Elle témoigne aussi de l’exaspération à l’égard d’une classe politique permanente qui se drape dans les vertus du compromis bipartisan et de la civilité, mais qui, tel Bill Clinton, a sabré les programmes sociaux, éliminé des pans importants de la réglementation financière, encouragé l’incarcération à grande échelle ; ou encore, comme l’a fait Barack Obama, a favorisé les déportations massives, ordonné des attaques de drones, renfloué les grandes institutions financières qui ont causé la crise de 2008 ; ou bien a été favorable, comme le fut Joe Biden, à l’invasion d’un pays étranger sous de fausses raisons, l’Irak.

C’est ce centre mou et poreux de la politique américaine qui a défini les limites de l’imagination politique depuis les années 1990. C’est précisément le réalisme, le pragmatisme et la modération qui seront au centre du retour à la normale proposé par Biden. Après quatre ans de Trump, ce programme a les apparences d’une véritable délivrance. Mais il y a un risque réel que subsistent alors les tensions et le mécontentement qui ont propulsé Sanders sur la scène nationale.

Un cri du cœur

En effet, son émergence est aussi le cri du cœur d’une partie importante de la population. Une forte majorité de jeunes (jusqu’à 40 ans) a voté pour Sanders. Certains diront qu’il s’agit d’une mode, mais il serait plus juste de dire que le soutien des jeunes provient du fait qu’ils sont lourdement endettés après leurs études, n’ont pas ou très peu d’actifs et de biens immobiliers, ont des perspectives d’emploi limitées, sont souvent surqualifiés et sous-payés pour les emplois qu’ils occupent, et font face à une crise climatique sans précédent. Cette jeune génération, dont une partie a entrepris une mobilisation par le bas sans précédent, se joint à des millions d’autres Américains oubliés qui peinent à payer leurs comptes même en cumulant les emplois.

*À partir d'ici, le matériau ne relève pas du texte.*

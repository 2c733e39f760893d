//! Port definitions (interfaces for external adapters)
//!
//! Ports define the contracts that infrastructure and presentation
//! adapters must implement.

pub mod bill_gateway;
pub mod llm_gateway;
pub mod progress;
pub mod transcript;
//! Shared utility functions.

use std::borrow::Cow;

/// Shorten a string for log output.
///
/// Returns the input unchanged when it fits in `max_bytes`; otherwise cuts
/// at the nearest UTF-8 character boundary at or below `max_bytes` and
/// appends an ellipsis. Newlines are kept, so callers logging single-line
/// previews should pass already-flattened text.
pub fn preview(s: &str, max_bytes: usize) -> Cow<'_, str> {
    if s.len() <= max_bytes {
        return Cow::Borrowed(s);
    }
    let mut end = max_bytes;
    while end > 0 && !s.is_char_boundary(end) {
        end -= 1;
    }
    Cow::Owned(format!("{}…", &s[..end]))
}

#[cfg(test)]
mod tests {
    use super::*;

    #[test]
    fn short_input_is_borrowed() {
        assert!(matches!(preview("hi", 10), Cow::Borrowed("hi")));
    }

    #[test]
    fn long_input_is_cut_with_ellipsis() {
        assert_eq!(preview("hello world", 5), "hello…");
    }

    #[test]
    fn cut_backs_up_to_char_boundary() {
        // 'の' is 3 bytes; cutting at byte 4 lands inside it
        assert_eq!(preview("あのね", 4), "あ…");
        assert_eq!(preview("あのね", 6), "あの…");
    }

    #[test]
    fn exact_fit_is_unchanged() {
        assert_eq!(preview("あのね", 9), "あのね");
    }

    #[test]
    fn empty_input() {
        assert_eq!(preview("", 10), "");
    }
}
//! Progress reporting for streamed replies

use crate::scramble::Scramble;
use indicatif::{ProgressBar, ProgressStyle};
use statehouse_application::StreamProgress;
use std::io::Write;
use std::sync::Mutex;
use std::time::Duration;

const CONNECT_TEXT: &str = "Connecting to the statehouse";
const SPINNER_TICK: Duration = Duration::from_millis(80);
const SCRAMBLE_TICK: Duration = Duration::from_millis(60);

/// Prints streamed reply text to stdout as it arrives.
///
/// Until the first delta lands, a spinner shows the connect text
/// decoding into place via [`Scramble`]. The first delta clears the
/// spinner and from then on chunks are written straight through.
pub struct StreamPrinter {
    spinner: Mutex<Option<ProgressBar>>,
    show_spinner: bool,
}

impl StreamPrinter {
    pub fn new(show_spinner: bool) -> Self {
        Self {
            spinner: Mutex::new(None),
            show_spinner,
        }
    }

    fn spinner_style() -> ProgressStyle {
        ProgressStyle::default_spinner()
            .template("{spinner:.green} {msg}")
            .unwrap()
    }

    fn clear_spinner(&self) {
        if let Ok(mut slot) = self.spinner.lock()
            && let Some(pb) = slot.take()
        {
            pb.finish_and_clear();
        }
    }
}

impl StreamProgress for StreamPrinter {
    fn on_stream_start(&self) {
        if !self.show_spinner {
            return;
        }

        let pb = ProgressBar::new_spinner();
        pb.set_style(Self::spinner_style());
        let mut scramble = Scramble::new(CONNECT_TEXT);
        pb.set_message(scramble.frame());
        pb.enable_steady_tick(SPINNER_TICK);

        // The reveal runs on its own thread; finish_and_clear stops it
        let ticker = pb.clone();
        std::thread::spawn(move || {
            while !ticker.is_finished() && !scramble.is_done() {
                std::thread::sleep(SCRAMBLE_TICK);
                scramble.tick();
                ticker.set_message(scramble.frame());
            }
        });

        if let Ok(mut slot) = self.spinner.lock() {
            *slot = Some(pb);
        }
    }

    fn on_delta(&self, chunk: &str, _accumulated: &str) {
        self.clear_spinner();
        print!("{}", chunk);
        let _ = std::io::stdout().flush();
    }

    fn on_stream_end(&self) {
        // Covers streams that ended before any delta arrived
        self.clear_spinner();
        println!();
    }
}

Dans ses discours, Sanders se plaisait à répéter que les trois personnes les plus riches des États-Unis possèdent plus de richesses que la moitié de la population, que des millions d’Américains n’ont pas d’assurance-maladie, que 500 000 Américains ont déclaré faillite en raison de frais médicaux trop élevés et que plus de 500 000 Américains dorment dans la rue chaque soir. N’en déplaise à ceux qui vantaient la santé de l’économie américaine avant la crise du coronavirus, ces chiffres étaient exacts et l’insatisfaction de beaucoup d’Américains quant à leur situation économique et financière demeure palpable.

Intérêts particuliers

Si le niveau d’inégalité obscène n’était pas une raison suffisante, quantité de lois votées au Congrès sont carrément écrites par les lobbyistes des banques, des compagnies pétrolières et d’autres intérêts particuliers depuis des décennies. Cette mainmise des intérêts particuliers sur le gouvernement n’a pas d’équivalent dans les démocrates occidentales. Dans ce contexte, on pourra excuser certains partisans de Sanders d’être un peu plus remontés et intransigeants.

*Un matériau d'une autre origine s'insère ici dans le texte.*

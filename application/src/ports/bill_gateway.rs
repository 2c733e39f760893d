//! Bill data port
//!
//! Defines the interface for fetching bill detail from the legislative
//! data source. The adapter (Open Legislation API client) lives in the
//! infrastructure layer.

use async_trait::async_trait;
use statehouse_domain::{BillDetail, BillNumber};
use thiserror::Error;

/// Errors that can occur while looking up a bill.
#[derive(Error, Debug)]
pub enum BillLookupError {
    #[error("Bill not found: {0}")]
    NotFound(String),

    #[error("Connection error: {0}")]
    ConnectionError(String),

    #[error("Malformed response: {0}")]
    MalformedResponse(String),

    #[error("API error: {0}")]
    Api(String),
}

/// Gateway for bill detail lookups.
#[async_trait]
pub trait BillGateway: Send + Sync {
    /// Fetch detail for a bill in the configured session year.
    async fn fetch_bill(&self, bill: &BillNumber) -> Result<BillDetail, BillLookupError>;

    /// Whether a PDF rendition of the bill text exists.
    async fn pdf_available(&self, bill: &BillNumber) -> Result<bool, BillLookupError>;
}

La très grande majorité des partisans de Sanders voteront pour Joe Biden en novembre, mais ne le feront pas de gaieté de cœur. Alors que le coronavirus fait des ravages aux États-Unis et rend l’appel à créer un système de santé universel plus séduisant, reste à voir si Biden cédera plus de terrain à l’aile gauche du parti, avec Bernie Sanders et l’autre ex-candidate à l’investiture démocrate Elizabeth Warren à ses côtés.

L’espérance d’un monde plus solidaire, d’un État-providence résurgent à l’intérieur d’un système économique global plus équitable et coordonné, dépend en bonne partie de la destinée des États-Unis, qui a piloté une mondialisation axée sur la réduction des coûts de production et d’approvisionnement, la titrisation, la fluidité des capitaux et la valorisation extrême de l’actionnariat et de l’entreprise privée.